### WHAT TO DO
Please copy out every line of the listing below in which the word "latest" appears.

[INFORMATION SUPPLIED Boundary: Start]

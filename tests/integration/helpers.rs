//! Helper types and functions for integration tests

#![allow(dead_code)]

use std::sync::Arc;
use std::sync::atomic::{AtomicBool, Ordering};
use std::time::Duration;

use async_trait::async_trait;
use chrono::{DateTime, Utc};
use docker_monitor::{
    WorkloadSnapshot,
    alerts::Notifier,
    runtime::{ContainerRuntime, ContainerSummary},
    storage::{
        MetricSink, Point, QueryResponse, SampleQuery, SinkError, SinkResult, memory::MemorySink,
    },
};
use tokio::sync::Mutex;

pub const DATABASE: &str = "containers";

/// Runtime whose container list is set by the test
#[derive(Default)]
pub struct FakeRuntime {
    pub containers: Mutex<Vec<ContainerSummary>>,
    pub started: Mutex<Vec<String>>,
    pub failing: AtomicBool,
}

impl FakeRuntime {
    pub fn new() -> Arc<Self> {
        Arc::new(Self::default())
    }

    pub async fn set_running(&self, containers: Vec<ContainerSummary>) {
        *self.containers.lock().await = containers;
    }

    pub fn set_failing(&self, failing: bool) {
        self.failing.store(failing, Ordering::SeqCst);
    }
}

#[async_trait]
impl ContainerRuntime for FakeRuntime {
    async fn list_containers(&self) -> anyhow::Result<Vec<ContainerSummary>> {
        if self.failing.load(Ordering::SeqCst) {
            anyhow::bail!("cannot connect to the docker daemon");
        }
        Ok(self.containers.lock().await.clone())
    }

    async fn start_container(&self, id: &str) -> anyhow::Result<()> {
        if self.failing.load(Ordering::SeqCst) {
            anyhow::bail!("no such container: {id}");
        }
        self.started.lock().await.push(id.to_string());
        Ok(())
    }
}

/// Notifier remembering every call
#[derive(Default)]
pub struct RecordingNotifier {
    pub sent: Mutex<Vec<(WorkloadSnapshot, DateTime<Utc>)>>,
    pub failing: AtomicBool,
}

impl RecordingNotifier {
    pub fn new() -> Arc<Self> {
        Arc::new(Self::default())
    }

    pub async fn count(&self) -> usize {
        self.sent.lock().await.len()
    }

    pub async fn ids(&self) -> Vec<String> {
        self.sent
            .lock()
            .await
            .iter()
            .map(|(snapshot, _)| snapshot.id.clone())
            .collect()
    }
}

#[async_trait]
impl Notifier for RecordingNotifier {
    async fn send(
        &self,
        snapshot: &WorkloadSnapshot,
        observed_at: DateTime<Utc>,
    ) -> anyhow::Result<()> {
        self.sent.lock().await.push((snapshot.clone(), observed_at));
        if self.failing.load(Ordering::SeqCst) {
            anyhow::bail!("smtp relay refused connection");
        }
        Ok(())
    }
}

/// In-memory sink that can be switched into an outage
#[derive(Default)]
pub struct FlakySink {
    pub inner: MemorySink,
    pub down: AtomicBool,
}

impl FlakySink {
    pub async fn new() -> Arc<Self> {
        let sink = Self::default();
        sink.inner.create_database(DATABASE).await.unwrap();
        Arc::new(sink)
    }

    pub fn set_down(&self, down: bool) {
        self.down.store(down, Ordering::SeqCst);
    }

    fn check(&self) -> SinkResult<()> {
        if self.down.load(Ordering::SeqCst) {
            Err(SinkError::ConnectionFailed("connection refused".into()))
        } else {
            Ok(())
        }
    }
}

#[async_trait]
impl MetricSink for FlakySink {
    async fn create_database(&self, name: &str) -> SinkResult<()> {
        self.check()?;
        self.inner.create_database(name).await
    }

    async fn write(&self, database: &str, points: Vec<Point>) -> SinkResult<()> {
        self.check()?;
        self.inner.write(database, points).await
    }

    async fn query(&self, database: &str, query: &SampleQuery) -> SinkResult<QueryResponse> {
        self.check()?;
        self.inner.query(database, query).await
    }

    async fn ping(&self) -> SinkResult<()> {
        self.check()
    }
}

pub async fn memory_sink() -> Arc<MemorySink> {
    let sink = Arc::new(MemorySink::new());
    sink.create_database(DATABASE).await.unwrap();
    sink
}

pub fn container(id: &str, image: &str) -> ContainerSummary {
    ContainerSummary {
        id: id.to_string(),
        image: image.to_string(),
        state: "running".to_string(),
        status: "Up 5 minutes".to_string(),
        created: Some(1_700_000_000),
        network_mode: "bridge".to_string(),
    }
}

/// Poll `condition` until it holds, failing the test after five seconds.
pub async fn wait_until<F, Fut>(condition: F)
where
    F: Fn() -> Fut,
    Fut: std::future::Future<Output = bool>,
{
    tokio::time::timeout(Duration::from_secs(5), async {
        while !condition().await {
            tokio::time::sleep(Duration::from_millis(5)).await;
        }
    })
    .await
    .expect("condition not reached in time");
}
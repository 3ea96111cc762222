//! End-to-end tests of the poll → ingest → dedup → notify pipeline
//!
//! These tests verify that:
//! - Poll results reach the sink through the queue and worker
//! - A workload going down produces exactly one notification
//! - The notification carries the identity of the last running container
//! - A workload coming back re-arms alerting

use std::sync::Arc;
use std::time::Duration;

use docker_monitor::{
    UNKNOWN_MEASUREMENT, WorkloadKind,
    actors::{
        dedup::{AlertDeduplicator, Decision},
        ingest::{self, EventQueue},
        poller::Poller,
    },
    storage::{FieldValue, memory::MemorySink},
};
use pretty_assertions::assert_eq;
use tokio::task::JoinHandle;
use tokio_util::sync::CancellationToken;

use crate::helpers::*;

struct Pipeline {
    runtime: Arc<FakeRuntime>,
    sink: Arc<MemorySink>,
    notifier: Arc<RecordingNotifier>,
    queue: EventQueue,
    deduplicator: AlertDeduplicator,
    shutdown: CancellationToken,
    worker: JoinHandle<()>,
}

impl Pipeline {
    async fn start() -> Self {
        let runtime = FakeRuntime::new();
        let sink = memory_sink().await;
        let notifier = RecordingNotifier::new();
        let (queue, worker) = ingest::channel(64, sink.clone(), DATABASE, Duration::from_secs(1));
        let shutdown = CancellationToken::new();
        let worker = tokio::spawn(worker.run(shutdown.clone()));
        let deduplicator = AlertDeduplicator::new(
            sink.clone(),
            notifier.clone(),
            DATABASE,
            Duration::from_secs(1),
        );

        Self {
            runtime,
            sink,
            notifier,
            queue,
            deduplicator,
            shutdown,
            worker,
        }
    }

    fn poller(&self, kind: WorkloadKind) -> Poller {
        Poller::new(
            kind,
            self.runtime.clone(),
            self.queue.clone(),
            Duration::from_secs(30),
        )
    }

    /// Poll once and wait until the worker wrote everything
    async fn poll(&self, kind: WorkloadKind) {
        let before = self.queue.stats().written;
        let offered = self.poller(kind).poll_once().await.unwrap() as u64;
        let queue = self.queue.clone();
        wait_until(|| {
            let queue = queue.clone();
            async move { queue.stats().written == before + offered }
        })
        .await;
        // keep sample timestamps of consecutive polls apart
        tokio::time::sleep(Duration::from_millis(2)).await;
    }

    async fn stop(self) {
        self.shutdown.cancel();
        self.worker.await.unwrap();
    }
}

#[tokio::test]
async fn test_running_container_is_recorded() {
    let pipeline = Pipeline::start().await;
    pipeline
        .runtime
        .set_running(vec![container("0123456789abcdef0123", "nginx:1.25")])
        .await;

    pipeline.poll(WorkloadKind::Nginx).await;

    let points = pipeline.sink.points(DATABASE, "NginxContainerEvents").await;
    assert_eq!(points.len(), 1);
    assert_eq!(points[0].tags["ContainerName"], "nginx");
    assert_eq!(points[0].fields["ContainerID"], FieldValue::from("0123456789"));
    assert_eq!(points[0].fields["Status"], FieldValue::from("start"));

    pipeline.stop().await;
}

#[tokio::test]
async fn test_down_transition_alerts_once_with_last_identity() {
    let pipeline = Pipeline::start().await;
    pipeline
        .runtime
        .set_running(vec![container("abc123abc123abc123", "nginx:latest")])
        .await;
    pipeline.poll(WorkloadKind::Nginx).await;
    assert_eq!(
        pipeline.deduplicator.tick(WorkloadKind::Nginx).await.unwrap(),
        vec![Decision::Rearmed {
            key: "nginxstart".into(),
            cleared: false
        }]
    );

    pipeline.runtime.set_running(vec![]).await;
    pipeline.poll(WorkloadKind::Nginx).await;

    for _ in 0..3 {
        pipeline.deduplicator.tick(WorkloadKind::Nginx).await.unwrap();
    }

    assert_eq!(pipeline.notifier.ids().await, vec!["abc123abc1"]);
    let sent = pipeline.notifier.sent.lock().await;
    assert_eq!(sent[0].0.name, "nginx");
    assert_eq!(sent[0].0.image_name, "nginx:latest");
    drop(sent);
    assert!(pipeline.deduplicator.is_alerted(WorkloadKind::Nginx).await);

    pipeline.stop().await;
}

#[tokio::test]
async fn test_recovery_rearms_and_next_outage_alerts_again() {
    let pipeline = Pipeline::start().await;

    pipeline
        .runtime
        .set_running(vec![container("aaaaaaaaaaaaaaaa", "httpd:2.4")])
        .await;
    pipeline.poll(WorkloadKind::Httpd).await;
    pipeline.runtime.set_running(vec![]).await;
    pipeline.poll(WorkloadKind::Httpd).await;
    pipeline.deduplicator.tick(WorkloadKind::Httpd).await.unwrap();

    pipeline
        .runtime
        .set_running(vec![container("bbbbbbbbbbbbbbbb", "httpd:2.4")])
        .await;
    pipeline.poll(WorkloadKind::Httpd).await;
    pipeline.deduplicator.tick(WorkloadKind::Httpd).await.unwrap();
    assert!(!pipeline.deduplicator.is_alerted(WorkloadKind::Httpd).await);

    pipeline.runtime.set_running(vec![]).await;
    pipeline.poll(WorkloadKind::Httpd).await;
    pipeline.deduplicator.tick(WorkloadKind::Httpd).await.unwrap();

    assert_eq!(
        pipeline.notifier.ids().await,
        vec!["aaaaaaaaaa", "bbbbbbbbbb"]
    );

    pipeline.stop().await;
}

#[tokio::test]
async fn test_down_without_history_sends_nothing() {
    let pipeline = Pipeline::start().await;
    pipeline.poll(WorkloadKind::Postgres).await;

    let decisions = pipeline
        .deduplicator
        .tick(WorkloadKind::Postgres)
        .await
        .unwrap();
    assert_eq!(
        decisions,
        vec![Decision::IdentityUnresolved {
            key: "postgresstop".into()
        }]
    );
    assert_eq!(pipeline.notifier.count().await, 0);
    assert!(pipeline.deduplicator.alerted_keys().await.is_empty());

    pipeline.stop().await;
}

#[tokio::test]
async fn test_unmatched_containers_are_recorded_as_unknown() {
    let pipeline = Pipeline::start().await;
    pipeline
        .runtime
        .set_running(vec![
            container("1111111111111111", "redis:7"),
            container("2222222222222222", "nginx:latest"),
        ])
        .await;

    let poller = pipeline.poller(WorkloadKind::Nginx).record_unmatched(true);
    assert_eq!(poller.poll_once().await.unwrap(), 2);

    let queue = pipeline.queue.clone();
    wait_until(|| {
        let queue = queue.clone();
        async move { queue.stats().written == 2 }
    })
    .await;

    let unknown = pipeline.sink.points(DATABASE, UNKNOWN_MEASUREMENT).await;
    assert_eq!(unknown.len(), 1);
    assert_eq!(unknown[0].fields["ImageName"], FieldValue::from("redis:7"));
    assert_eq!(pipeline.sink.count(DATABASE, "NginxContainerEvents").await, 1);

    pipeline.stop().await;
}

[INFORMATION SUPPLIED Boundary: End]

### RESULT OF THIS TASK
        .set_running(vec![container("abc123abc123abc123", "nginx:latest")])
    assert_eq!(sent[0].0.image_name, "nginx:latest");
            container("2222222222222222", "nginx:latest"),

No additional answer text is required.